Making significant changes creates opportunities but also presents challenges, so how did Y Not fare by increasing capacity by either 7,000 or 10,000 depending on which source you read. It certainly had the feel of a larger festival in the enlarged main arena, attracting bigger, more expensive names and generated a great atmosphere on all three nights. With hindsight, organisers should probably have thought more about the smaller venues, which remained mostly unchanged. The Quarry (2nd stage) could not cope with audience numbers for DJ Fresh, Lucy Spraggan, and Blossoms.
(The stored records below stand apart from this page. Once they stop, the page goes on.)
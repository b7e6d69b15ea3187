//! Per-asset composition: volume/P&L slices and fee breakdown.
//!
//! Groups are emitted in the order each asset first appears in the input so
//! the output is deterministic regardless of hashing.

use std::collections::HashMap;
use std::fmt;
use std::str::FromStr;

use rust_decimal::Decimal;
use serde::{Deserialize, Serialize};
use thiserror::Error;

use crate::trade::Trade;

/// Which quantity sizes the composition slices.
#[derive(Debug, Clone, Copy, PartialEq, Eq, Hash, Default, Serialize, Deserialize)]
#[serde(rename_all = "lowercase")]
pub enum CompositionMode {
    /// Sum of `size * entry_price`.
    #[default]
    Volume,
    /// Absolute value of net realized P&L.
    Pnl,
}

impl fmt::Display for CompositionMode {
    fn fmt(&self, f: &mut fmt::Formatter<'_>) -> fmt::Result {
        match self {
            Self::Volume => f.write_str("volume"),
            Self::Pnl => f.write_str("pnl"),
        }
    }
}

/// Unrecognised composition mode label.
#[derive(Debug, Clone, PartialEq, Eq, Error)]
#[error("unknown composition mode '{0}' (expected volume or pnl)")]
pub struct ParseModeError(String);

impl FromStr for CompositionMode {
    type Err = ParseModeError;

    fn from_str(s: &str) -> Result<Self, Self::Err> {
        match s.trim().to_lowercase().as_str() {
            "volume" => Ok(Self::Volume),
            "pnl" => Ok(Self::Pnl),
            other => Err(ParseModeError(other.to_string())),
        }
    }
}

/// One asset's share of the portfolio.
#[derive(Debug, Clone, PartialEq, Eq, Serialize, Deserialize)]
pub struct CompositionSlice {
    /// Asset symbol.
    pub asset: String,
    /// Slice size for the selected mode (never zero, never negative in pnl mode).
    pub value: Decimal,
    /// Total traded volume for the asset.
    pub volume: Decimal,
    /// Signed net P&L for the asset, kept for tooltips.
    pub signed_pnl: Decimal,
    /// Number of trades in the group.
    pub trade_count: u64,
    /// Whether the caller's highlight key selects this asset. Display only.
    pub highlighted: bool,
}

/// Network vs protocol fees for one asset.
#[derive(Debug, Clone, PartialEq, Eq, Serialize, Deserialize)]
pub struct FeeSlice {
    /// Asset symbol.
    pub asset: String,
    /// Sum of network fees.
    pub network_fee: Decimal,
    /// Sum of protocol fees.
    pub protocol_fee: Decimal,
    /// `network_fee + protocol_fee`.
    pub total_fee: Decimal,
}

/// Fold trades into per-asset accumulators, preserving first-seen order.
fn group_by_asset<A: Default>(
    trades: &[Trade],
    mut fold: impl FnMut(&mut A, &Trade),
) -> Vec<(String, A)> {
    let mut index: HashMap<&str, usize> = HashMap::new();
    let mut groups: Vec<(String, A)> = Vec::new();

    for trade in trades {
        let slot = *index.entry(trade.asset.as_str()).or_insert_with(|| {
            groups.push((trade.asset.clone(), A::default()));
            groups.len() - 1
        });
        fold(&mut groups[slot].1, trade);
    }

    groups
}

#[derive(Default)]
struct AssetTotals {
    volume: Decimal,
    pnl: Decimal,
    count: u64,
}

/// Build composition slices for the selected mode.
///
/// Groups whose selected value is exactly zero are dropped. `highlighted`
/// only sets the pass-through flag on the matching slice.
#[must_use]
pub fn asset_composition(
    trades: &[Trade],
    mode: CompositionMode,
    highlighted: Option<&str>,
) -> Vec<CompositionSlice> {
    group_by_asset(trades, |acc: &mut AssetTotals, t| {
        acc.volume = acc.volume.saturating_add(t.volume());
        acc.pnl = acc.pnl.saturating_add(t.realized_pnl);
        acc.count += 1;
    })
    .into_iter()
    .filter_map(|(asset, totals)| {
        let value = match mode {
            CompositionMode::Volume => totals.volume,
            CompositionMode::Pnl => totals.pnl.abs(),
        };
        if value.is_zero() {
            return None;
        }
        let highlighted = highlighted == Some(asset.as_str());
        Some(CompositionSlice {
            asset,
            value,
            volume: totals.volume,
            signed_pnl: totals.pnl,
            trade_count: totals.count,
            highlighted,
        })
    })
    .collect()
}

/// Sum network and protocol fees per asset.
#[must_use]
pub fn fee_composition(trades: &[Trade]) -> Vec<FeeSlice> {
    group_by_asset(trades, |acc: &mut (Decimal, Decimal), t| {
        acc.0 = acc.0.saturating_add(t.network_fee);
        acc.1 = acc.1.saturating_add(t.protocol_fee);
    })
    .into_iter()
    .map(|(asset, (network_fee, protocol_fee))| FeeSlice {
        asset,
        network_fee,
        protocol_fee,
        total_fee: network_fee.saturating_add(protocol_fee),
    })
    .collect()
}
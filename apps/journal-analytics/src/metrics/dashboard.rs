//! Every derived view for one filter state, computed in a single pass.

use chrono::{DateTime, Utc};
use serde::{Deserialize, Serialize};

use super::composition::{
    CompositionMode, CompositionSlice, FeeSlice, asset_composition, fee_composition,
};
use super::directional::DirectionalSummary;
use super::efficiency::EfficiencySummary;
use super::equity::{DrawdownStats, EquityPoint, build_equity_curve};
use super::kpi::KpiSummary;
use super::order_type::{OrderTypeStats, order_type_breakdown};
use super::time_buckets::{BucketPolicy, TimeBuckets};
use crate::filter::FilterCriteria;
use crate::trade::{Trade, TradeStore};

/// Presentation choices that shape (but never filter) the views.
#[derive(Debug, Clone, Default, PartialEq, Eq)]
pub struct DashboardOptions {
    /// Sizing quantity for the composition slices.
    pub composition_mode: CompositionMode,
    /// Asset flagged as highlighted in the composition output.
    pub highlighted_asset: Option<String>,
    /// Time-zone policy for hour/weekday buckets.
    pub bucket_policy: BucketPolicy,
}

/// All derived views over the filtered trade set.
#[derive(Debug, Clone, PartialEq, Eq, Serialize, Deserialize)]
pub struct DashboardSnapshot {
    /// Criteria the snapshot was computed for.
    pub criteria: FilterCriteria,
    /// Latest exit time in the full universe.
    pub window_anchor: Option<DateTime<Utc>>,
    /// Earliest exit time kept by the window (`None` = unbounded).
    pub window_cutoff: Option<DateTime<Utc>>,
    /// Number of trades that passed the filter.
    pub trade_count: usize,
    /// Headline KPIs.
    pub kpi: KpiSummary,
    /// Cumulative P&L and drawdown per trade.
    pub equity_curve: Vec<EquityPoint>,
    /// Drawdown summary of `equity_curve`.
    pub drawdown: DrawdownStats,
    /// Long vs short partition.
    pub directional: DirectionalSummary,
    /// Hour-of-day and weekday buckets.
    pub time_buckets: TimeBuckets,
    /// Per-asset composition slices.
    pub composition: Vec<CompositionSlice>,
    /// Per-asset fee breakdown.
    pub fees: Vec<FeeSlice>,
    /// Execution-efficiency views.
    pub efficiency: EfficiencySummary,
    /// Per-order-type performance.
    pub order_types: Vec<OrderTypeStats>,
}

impl DashboardSnapshot {
    /// Filter the store and compute every view sequentially.
    #[must_use]
    pub fn compute(
        store: &TradeStore,
        criteria: &FilterCriteria,
        options: &DashboardOptions,
    ) -> Self {
        let trades = store.filter(criteria);
        Self::from_filtered(&trades, criteria, store.latest_exit_time(), options)
    }

    /// Same result as [`Self::compute`], with independent aggregators run on
    /// the rayon pool.
    #[must_use]
    pub fn compute_parallel(
        store: &TradeStore,
        criteria: &FilterCriteria,
        options: &DashboardOptions,
    ) -> Self {
        let trades = store.filter(criteria);
        Self::from_filtered_parallel(&trades, criteria, store.latest_exit_time(), options)
    }

    /// Compute every view over an already-filtered trade set.
    ///
    /// `trades` must be the output of filtering the universe with `criteria`
    /// and `window_anchor` (see [`TradeStore::filter`]); callers that also
    /// export or annotate the filtered set use this to share one filter pass.
    #[must_use]
    pub fn from_filtered(
        trades: &[Trade],
        criteria: &FilterCriteria,
        window_anchor: Option<DateTime<Utc>>,
        options: &DashboardOptions,
    ) -> Self {
        let window_cutoff = Self::window(criteria, window_anchor, trades.len());
        let equity_curve = build_equity_curve(trades);
        let drawdown = DrawdownStats::from_curve(&equity_curve);

        Self {
            criteria: criteria.clone(),
            window_anchor,
            window_cutoff,
            trade_count: trades.len(),
            kpi: KpiSummary::from_trades(trades),
            equity_curve,
            drawdown,
            directional: DirectionalSummary::from_trades(trades),
            time_buckets: TimeBuckets::from_trades(trades, options.bucket_policy),
            composition: asset_composition(
                trades,
                options.composition_mode,
                options.highlighted_asset.as_deref(),
            ),
            fees: fee_composition(trades),
            efficiency: EfficiencySummary::from_trades(trades),
            order_types: order_type_breakdown(trades),
        }
    }

    /// Parallel form of [`Self::from_filtered`]; the result is identical.
    #[must_use]
    pub fn from_filtered_parallel(
        trades: &[Trade],
        criteria: &FilterCriteria,
        window_anchor: Option<DateTime<Utc>>,
        options: &DashboardOptions,
    ) -> Self {
        let window_cutoff = Self::window(criteria, window_anchor, trades.len());

        let ((kpi, (equity_curve, drawdown)), ((directional, time_buckets), rest)) = rayon::join(
            || {
                rayon::join(
                    || KpiSummary::from_trades(trades),
                    || {
                        let curve = build_equity_curve(trades);
                        let drawdown = DrawdownStats::from_curve(&curve);
                        (curve, drawdown)
                    },
                )
            },
            || {
                rayon::join(
                    || {
                        rayon::join(
                            || DirectionalSummary::from_trades(trades),
                            || TimeBuckets::from_trades(trades, options.bucket_policy),
                        )
                    },
                    || {
                        let (composition, fees) = rayon::join(
                            || {
                                asset_composition(
                                    trades,
                                    options.composition_mode,
                                    options.highlighted_asset.as_deref(),
                                )
                            },
                            || fee_composition(trades),
                        );
                        let (efficiency, order_types) = rayon::join(
                            || EfficiencySummary::from_trades(trades),
                            || order_type_breakdown(trades),
                        );
                        (composition, fees, efficiency, order_types)
                    },
                )
            },
        );
        let (composition, fees, efficiency, order_types) = rest;

        Self {
            criteria: criteria.clone(),
            window_anchor,
            window_cutoff,
            trade_count: trades.len(),
            kpi,
            equity_curve,
            drawdown,
            directional,
            time_buckets,
            composition,
            fees,
            efficiency,
            order_types,
        }
    }

    /// Resolve the window cutoff for the snapshot header.
    fn window(
        criteria: &FilterCriteria,
        anchor: Option<DateTime<Utc>>,
        filtered: usize,
    ) -> Option<DateTime<Utc>> {
        tracing::debug!(
            filtered,
            window = %criteria.window,
            anchor = ?anchor,
            "Computing dashboard snapshot"
        );

        criteria.window.cutoff(anchor)
    }
}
Similarly, the venue for Craig Charles had to be moved to try to accommodate huge numbers. There were still plenty of open spaces that could be utilised to achieve this. Other small venues like The Giant Squid, and Allotment thrive on intimacy but were always rammed and justify larger tents. It was difficult to get into these venues unless you took up residence and stayed (as many seemed to do.)
Personally, I found the event peaceful, with a chilled pleasing atmosphere but was aware of tales of aggression, violence and theft in some of the more boisterous camping areas. It's difficult to judge how prevalent these issues were but could believe concerns over limited security presence. This was certainly an issue at times in the main stage pit and on entrances to the main arena where checks on bottles and cans seemed minimal. I wouldn't describe myself as a hygene obsessive but after being engulfed in Saturday afternoon's paint fight I was in need of a shower. Having searched without success, several stewards informed me that they were only available in family camping which I couldn't access, or by paying £35 for some kind of weekend pamper pass, I remained dirty until a cold tap was found. More people equates to more drinking and a need for more toilets. For most of the weekend facilities seemed to cope well but there was clearly an issue with those in the main arena by the time Madness hit the stage on Sunday night; to say more would be to give too much detail! Driving to the event I had worried about traffic congestion but arriving early on Friday afternoon I encountered no difficulties. Whether this was the case at peak times I don't know.
Most of the above are issues that could be resolved with a little thought and financial outlay. Any project involving significant change is likely to have teething problems. This was another successful Y Not; the festival seems to have made a successful jump in terms of size and stature with the potential for further improvements.